F.I.F.A. – Dispute Resolution Chamber / Camera di Risoluzione delle Controversie – labour disputes / controversie di lavoro (2019-2020) – fifa.com – atto non ufficiale – Decision 23 April 2020
Decision of the
Dispute Resolution Chamber
passed on 23 April 2020,
in the following composition:
Geoff Thompson (England), Chairman
José Luis Andrade (Portugal), member
Stijn Boeykens (Belgium), member
on the claim presented by the player,
Rami El Sahley, Israel & Palestine,
represented by Mr Muhamad Taha and Reham Taha
as Claimant
against the club,
Hilal Al Quds, Palestine
as Respondent
regarding an employment-related dispute between the parties
I. Facts of the case
Contractual basis
1. On 23 July 2018, the Claimant and the Respondent concluded an employment contract, valid as from 1 July 2018 until 30 May 2020.
2. The contract stipulated the following:
Article (4)
“2. It shall pay a monthly salary of ILS 12,500 (twelve thousand Shekel) to the Second Party at the end of each calendar month.”
“3. It shall give the Second Party the following benefits (if any): housing allowance: the First Party shall provide the Second Party with: _*_ as a transportation allowance, _*_ as a bonus, _*_ as a travel ticket and any other benefits agreed upon by the Parties.”

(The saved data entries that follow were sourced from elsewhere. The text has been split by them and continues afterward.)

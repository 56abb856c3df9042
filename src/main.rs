use std::future;

use anyhow::{Context, Result};
use tokio::io::{AsyncBufReadExt, BufReader};
use tokio::time::Instant;
use tracing::{info, warn};

use translation_review::console::{self, Reply};
use translation_review::{Config, HttpTranslationApi, ReviewSession};

#[tokio::main]
async fn main() -> Result<()> {
    // Load .env file if present
    let _ = dotenvy::dotenv();

    // Initialize logging
    tracing_subscriber::fmt()
        .with_env_filter(
            tracing_subscriber::EnvFilter::from_default_env()
                .add_directive("translation_review=info".parse()?),
        )
        .with_writer(std::io::stderr)
        .init();

    info!("Starting translation review console");

    let config = Config::from_env()?;
    let api = HttpTranslationApi::new(&config).context("Failed to build HTTP client")?;
    let session = ReviewSession::new(api, &config);

    info!("Loading translations from {}", config.api_url);
    if !session.load().await {
        warn!("Initial load failed; use 'notes' and 'act N' to retry");
    }
    println!("{}", console::HELP);

    let mut lines = BufReader::new(tokio::io::stdin()).lines();
    let mut last_shown = None;
    loop {
        let deadline = session.next_deadline();
        let timer = async {
            match deadline {
                Some(at) => tokio::time::sleep_until(at).await,
                None => future::pending::<()>().await,
            }
        };

        tokio::select! {
            _ = timer => {
                session.tick(Instant::now()).await;
            }
            line = lines.next_line() => {
                let Some(line) = line.context("Failed to read from stdin")? else {
                    break;
                };
                if line.trim().is_empty() {
                    continue;
                }
                match console::parse(&line) {
                    Ok(command) => match console::execute(&session, command).await {
                        Reply::Output(out) => println!("{}", out),
                        Reply::Quit => break,
                    },
                    Err(e) => println!("{}", e),
                }
                for note in session.notifications() {
                    if Some(note.id) > last_shown {
                        println!("  {}", console::render_notification(&note));
                        last_shown = Some(note.id);
                    }
                }
            }
        }
    }

    session.teardown();
    info!("Review console closed");
    Ok(())
}
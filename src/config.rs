use anyhow::Result;
use std::time::Duration;

#[derive(Debug, Clone)]
pub struct Config {
    // Remote API
    pub api_url: String,
    pub api_token: Option<String>,
    pub request_timeout: Duration,

    // Undo history
    pub undo_history_size: usize,
    pub recent_change_window: Duration,

    // Notifications
    pub notify_success_duration: Duration,
    pub notify_error_duration: Duration,

    // Table view
    pub filter_debounce: Duration,
    pub page_size: u32,
}

impl Default for Config {
    fn default() -> Self {
        Self {
            api_url: "http://localhost:5000/api".to_string(),
            api_token: None,
            request_timeout: Duration::from_secs(30),
            undo_history_size: 10,
            recent_change_window: Duration::from_millis(5000),
            notify_success_duration: Duration::from_millis(5000),
            notify_error_duration: Duration::from_millis(8000),
            filter_debounce: Duration::from_millis(300),
            page_size: 25,
        }
    }
}

impl Config {
    pub fn from_env() -> Result<Self> {
        let defaults = Self::default();

        let undo_history_size = match std::env::var("UNDO_HISTORY_SIZE")
            .ok()
            .and_then(|v| v.trim().parse::<usize>().ok())
        {
            Some(0) => anyhow::bail!("UNDO_HISTORY_SIZE must be at least 1"),
            Some(size) => size,
            None => defaults.undo_history_size,
        };

        Ok(Self {
            // Remote API
            api_url: std::env::var("REVIEW_API_URL")
                .map(|url| url.trim_end_matches('/').to_string())
                .unwrap_or(defaults.api_url),
            api_token: std::env::var("REVIEW_API_TOKEN")
                .ok()
                .filter(|token| !token.trim().is_empty()),
            request_timeout: env_secs("REQUEST_TIMEOUT_SECS").unwrap_or(defaults.request_timeout),

            // Undo history
            undo_history_size,
            recent_change_window: env_millis("RECENT_CHANGE_WINDOW_MS")
                .unwrap_or(defaults.recent_change_window),

            // Notifications
            notify_success_duration: env_millis("NOTIFY_SUCCESS_MS")
                .unwrap_or(defaults.notify_success_duration),
            notify_error_duration: env_millis("NOTIFY_ERROR_MS")
                .unwrap_or(defaults.notify_error_duration),

            // Table view
            filter_debounce: env_millis("FILTER_DEBOUNCE_MS").unwrap_or(defaults.filter_debounce),
            page_size: std::env::var("PAGE_SIZE")
                .ok()
                .and_then(|v| v.parse().ok())
                .filter(|size| *size > 0)
                .unwrap_or(defaults.page_size),
        })
    }
}

fn env_millis(key: &str) -> Option<Duration> {
    std::env::var(key)
        .ok()
        .and_then(|v| v.trim().parse::<u64>().ok())
        .map(Duration::from_millis)
}

fn env_secs(key: &str) -> Option<Duration> {
    std::env::var(key)
        .ok()
        .and_then(|v| v.trim().parse::<u64>().ok())
        .filter(|secs| *secs > 0)
        .map(Duration::from_secs)
}

#[cfg(test)]
mod tests {
    use super::*;
    use serial_test::serial;

    const KEYS: [&str; 9] = [
        "REVIEW_API_URL",
        "REVIEW_API_TOKEN",
        "REQUEST_TIMEOUT_SECS",
        "UNDO_HISTORY_SIZE",
        "RECENT_CHANGE_WINDOW_MS",
        "NOTIFY_SUCCESS_MS",
        "NOTIFY_ERROR_MS",
        "FILTER_DEBOUNCE_MS",
        "PAGE_SIZE",
    ];

    fn clear_env() {
        for key in KEYS {
            std::env::remove_var(key);
        }
    }

    #[test]
    #[serial]
    fn test_from_env_defaults() {
        clear_env();
        let config = Config::from_env().expect("defaults load");

        assert_eq!(config.api_url, "http://localhost:5000/api");
        assert!(config.api_token.is_none());
        assert_eq!(config.undo_history_size, 10);
        assert_eq!(config.recent_change_window, Duration::from_millis(5000));
        assert_eq!(config.notify_success_duration, Duration::from_millis(5000));
        assert_eq!(config.notify_error_duration, Duration::from_millis(8000));
        assert_eq!(config.filter_debounce, Duration::from_millis(300));
        assert_eq!(config.page_size, 25);
    }

    #[test]
    #[serial]
    fn test_from_env_overrides() {
        clear_env();
        std::env::set_var("REVIEW_API_URL", "https://review.example.com/api/");
        std::env::set_var("REVIEW_API_TOKEN", "secret");
        std::env::set_var("UNDO_HISTORY_SIZE", "3");
        std::env::set_var("NOTIFY_ERROR_MS", "12000");
        std::env::set_var("PAGE_SIZE", "50");

        let config = Config::from_env().expect("overrides load");
        clear_env();

        assert_eq!(config.api_url, "https://review.example.com/api");
        assert_eq!(config.api_token.as_deref(), Some("secret"));
        assert_eq!(config.undo_history_size, 3);
        assert_eq!(config.notify_error_duration, Duration::from_millis(12000));
        assert_eq!(config.page_size, 50);
    }

    #[test]
    #[serial]
    fn test_from_env_rejects_zero_history() {
        clear_env();
        std::env::set_var("UNDO_HISTORY_SIZE", "0");
        let result = Config::from_env();
        clear_env();

        assert!(result.is_err());
    }

    #[test]
    #[serial]
    fn test_from_env_invalid_numbers_fall_back() {
        clear_env();
        std::env::set_var("FILTER_DEBOUNCE_MS", "soon");
        std::env::set_var("UNDO_HISTORY_SIZE", "abc");
        std::env::set_var("PAGE_SIZE", "0");
        std::env::set_var("REVIEW_API_TOKEN", "   ");

        let config = Config::from_env().expect("falls back");
        clear_env();

        assert_eq!(config.filter_debounce, Duration::from_millis(300));
        assert_eq!(config.undo_history_size, 10);
        assert_eq!(config.page_size, 25);
        assert!(config.api_token.is_none());
    }
}
//! tarn-core - Value model and VM artifacts for the Tarn language.
//!
//! This crate is the foundation of the Tarn pipeline. It defines:
//!
//! - the tagged [`Value`] sum type with its total cross-kind ordering,
//! - hash-consed identifiers ([`Symbol`]) and the per-context [`Interner`],
//! - the immutable containers ([`Tuple`], [`Struct`]) and their mutable
//!   counterparts ([`Array`], [`Table`], [`Buffer`]),
//! - the instruction encoding ([`Instr`], [`Opcode`]) and the sealed
//!   function-definition artifact ([`FuncDef`]) the compiler produces and
//!   the interpreter executes,
//! - the [`Context`] that owns per-thread state.
//!
//! The reader (`tarn-read`) and the compiler (`tarn-comp`) both build on
//! this crate and on nothing else; the interpreter, collector, and standard
//! library live elsewhere and consume these types through their public
//! surface.
//!
//! # Concurrency model
//!
//! Everything here is single-threaded by construction (`Rc`, `RefCell`).
//! A [`Context`] and all values created within it belong to one thread;
//! run several contexts in parallel for parallelism. Nothing in this crate
//! locks.

pub mod bytecode;
pub mod context;
pub mod funcdef;
pub mod intern;
pub mod strukt;
pub mod table;
pub mod tuple;
pub mod value;

pub use bytecode::{Instr, Opcode, SourceMapping};
pub use context::{Context, InternRef};
pub use funcdef::{FuncDef, FuncDefBuilder, FuncDefError, FLAG_NEEDS_ENV, FLAG_VARARG};
pub use intern::{Interner, Symbol};
pub use strukt::Struct;
pub use table::Table;
pub use tuple::Tuple;
pub use value::{
    AbstractValue, Array, Buffer, CFunction, Fiber, FiberStatus, Function, Value, ValueKind,
};

#[cfg(test)]
mod tests {
    use super::*;
    use quickcheck_macros::quickcheck;

    #[quickcheck]
    fn intern_uniqueness(a: String, b: String) -> bool {
        let mut interner = Interner::new();
        let sa = interner.intern(&a);
        let sb = interner.intern(&b);
        (sa == sb) == (a == b)
    }

    #[quickcheck]
    fn value_order_is_total_and_antisymmetric(a: i32, b: i32) -> bool {
        use std::cmp::Ordering;
        let va = Value::Integer(a);
        let vb = Value::Integer(b);
        match va.cmp(&vb) {
            Ordering::Less => vb.cmp(&va) == Ordering::Greater,
            Ordering::Greater => vb.cmp(&va) == Ordering::Less,
            Ordering::Equal => va == vb,
        }
    }

    #[quickcheck]
    fn number_order_matches_ieee_except_nan(a: f64, b: f64) -> bool {
        let va = Value::Real(a);
        let vb = Value::Real(b);
        if a.is_nan() || b.is_nan() {
            // NaN sorts below every real and equals itself.
            if a.is_nan() && b.is_nan() {
                va == vb
            } else if a.is_nan() {
                va < vb
            } else {
                vb < va
            }
        } else {
            (va < vb) == (a < b)
        }
    }
}
//! The token consumer: classification and number scanning.
//!
//! A token is any maximal run of symbol-class bytes. The terminator is not
//! consumed here; it bounces back to the parent frame. Classification order:
//! keyword, number, `nil`/`true`/`false`, then symbol.

use tarn_core::Value;

use crate::consumers::is_symbol_char;
use crate::error::ParseErrorKind;
use crate::parser::{Consumer, Frame, Parser};
use crate::utf8::is_encoding_valid;

impl Parser {
    pub(crate) fn token_byte(&mut self, byte: u8) -> bool {
        if is_symbol_char(byte) {
            if let Some(frame) = self.frames.last_mut() {
                frame.buf.push(byte);
                if byte >= 0x80 {
                    frame.consumer = Consumer::Token { seen_high: true };
                }
            }
            return true;
        }
        let frame = self.frames.pop().expect("token frame");
        self.finish_token(frame);
        // The terminator belongs to the parent.
        false
    }

    fn finish_token(&mut self, frame: Frame) {
        let seen_high = matches!(frame.consumer, Consumer::Token { seen_high: true });
        let bytes = &frame.buf;
        debug_assert!(!bytes.is_empty());

        // Keywords: a leading colon, tail must be valid UTF-8.
        if bytes[0] == b':' {
            match valid_text(&bytes[1..]) {
                Some(tail) => {
                    let value = self.keyword(tail);
                    self.push_value(value);
                }
                None => self.latch(ParseErrorKind::InvalidUtf8Keyword),
            }
            return;
        }

        // Numbers: a digit, or a sign or dot followed by a digit.
        if looks_numeric(bytes) {
            match scan_number(bytes) {
                Some(value) => self.push_value(value),
                None => self.latch(ParseErrorKind::BadNumber),
            }
            return;
        }

        match bytes.as_slice() {
            b"nil" => self.push_value(Value::Nil),
            b"true" => self.push_value(Value::Boolean(true)),
            b"false" => self.push_value(Value::Boolean(false)),
            _ => {
                if seen_high && !is_encoding_valid(bytes) {
                    self.latch(ParseErrorKind::InvalidUtf8Symbol);
                    return;
                }
                match valid_text(bytes) {
                    Some(text) => {
                        let sym = self.intern(text);
                        self.push_value(Value::Symbol(sym));
                    }
                    None => self.latch(ParseErrorKind::InvalidUtf8Symbol),
                }
            }
        }
    }
}

/// Text that passed both the encoding-shape check and Rust's own UTF-8
/// rules; identifier text is stored as `str`, so both must hold.
fn valid_text(bytes: &[u8]) -> Option<&str> {
    if !is_encoding_valid(bytes) {
        return None;
    }
    std::str::from_utf8(bytes).ok()
}

/// Should this token be parsed as a number?
fn looks_numeric(bytes: &[u8]) -> bool {
    match bytes[0] {
        b'0'..=b'9' => true,
        b'+' | b'-' | b'.' => bytes.len() > 1 && bytes[1].is_ascii_digit(),
        _ => false,
    }
}

fn digit_value(b: u8) -> Option<u32> {
    match b {
        b'0'..=b'9' => Some((b - b'0') as u32),
        b'a'..=b'z' => Some((b - b'a') as u32 + 10),
        b'A'..=b'Z' => Some((b - b'A') as u32 + 10),
        _ => None,
    }
}

/// Parse a complete numeric token: decimal integers and reals, `0x` hex,
/// and `NrDIGITS` radix forms. Integers that overflow 32 bits come back as
/// reals. `None` means the token is not a well-formed number.
pub(crate) fn scan_number(bytes: &[u8]) -> Option<Value> {
    let (negative, rest) = match bytes.first()? {
        b'-' => (true, &bytes[1..]),
        b'+' => (false, &bytes[1..]),
        _ => (false, bytes),
    };
    if rest.is_empty() {
        return None;
    }

    if rest.len() > 2 && rest[0] == b'0' && (rest[1] == b'x' || rest[1] == b'X') {
        return radix_value(&rest[2..], 16, negative);
    }

    if let Some(rpos) = rest.iter().position(|&b| b == b'r' || b == b'R') {
        if rpos > 0 && rest[..rpos].iter().all(|b| b.is_ascii_digit()) {
            let radix: u32 = std::str::from_utf8(&rest[..rpos]).ok()?.parse().ok()?;
            if !(2..=36).contains(&radix) {
                return None;
            }
            return radix_value(&rest[rpos + 1..], radix, negative);
        }
    }

    decimal_value(bytes, rest)
}

fn radix_value(digits: &[u8], radix: u32, negative: bool) -> Option<Value> {
    if digits.is_empty() {
        return None;
    }
    let mut int: i64 = 0;
    let mut real: f64 = 0.0;
    let mut overflow = false;
    for &b in digits {
        let d = digit_value(b)?;
        if d >= radix {
            return None;
        }
        if !overflow {
            match int
                .checked_mul(radix as i64)
                .and_then(|v| v.checked_add(d as i64))
            {
                Some(v) => int = v,
                None => {
                    overflow = true;
                    real = int as f64;
                }
            }
        }
        if overflow {
            real = real * radix as f64 + d as f64;
        }
    }
    if negative {
        int = -int;
        real = -real;
    }
    if !overflow && int >= i32::MIN as i64 && int <= i32::MAX as i64 {
        Some(Value::Integer(int as i32))
    } else if overflow {
        Some(Value::Real(real))
    } else {
        Some(Value::Real(int as f64))
    }
}

/// `full` includes the sign, `rest` does not; the shape check runs over
/// `rest` and the standard library parses `full`.
fn decimal_value(full: &[u8], rest: &[u8]) -> Option<Value> {
    let mut i = 0;
    let mut int_digits = 0;
    let mut frac_digits = 0;
    let mut is_real = false;

    while i < rest.len() && rest[i].is_ascii_digit() {
        int_digits += 1;
        i += 1;
    }
    if i < rest.len() && rest[i] == b'.' {
        is_real = true;
        i += 1;
        while i < rest.len() && rest[i].is_ascii_digit() {
            frac_digits += 1;
            i += 1;
        }
    }
    if int_digits + frac_digits == 0 {
        return None;
    }
    if i < rest.len() && (rest[i] == b'e' || rest[i] == b'E') {
        is_real = true;
        i += 1;
        if i < rest.len() && (rest[i] == b'+' || rest[i] == b'-') {
            i += 1;
        }
        let exp_start = i;
        while i < rest.len() && rest[i].is_ascii_digit() {
            i += 1;
        }
        if i == exp_start {
            return None;
        }
    }
    if i != rest.len() {
        return None;
    }

    // Shape is valid ASCII by construction.
    let text = std::str::from_utf8(full).ok()?;
    if !is_real {
        match text.parse::<i64>() {
            Ok(v) if v >= i32::MIN as i64 && v <= i32::MAX as i64 => {
                return Some(Value::Integer(v as i32))
            }
            Ok(v) => return Some(Value::Real(v as f64)),
            // Past even the 64-bit range: report as a real.
            Err(_) => return text.parse::<f64>().ok().map(Value::Real),
        }
    }
    text.parse::<f64>().ok().map(Value::Real)
}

“6. It shall provide insurance to cover cases of illness, treatment, injury and disability or death throughout the duration of the Contract. Insurance coverage shall include the cases whose effects still extended after the expiration of the Contract.”
“Article (6):
The First Party shall not stop paying the Second Party’s salary, reduce thereof or terminate the Contract due to the injury of the player during or as a consequence of playing the matches or training. All rights the Second Party has before the injury shall continue until the expiration of the Contract or he is cured, whichever is later, without prejudice to the Second Party’s right to claim a compensation for the disability resulted from the injury according to FIFA Regulations on Status and Transfer of Players or this Contract, whichever is better for the player.”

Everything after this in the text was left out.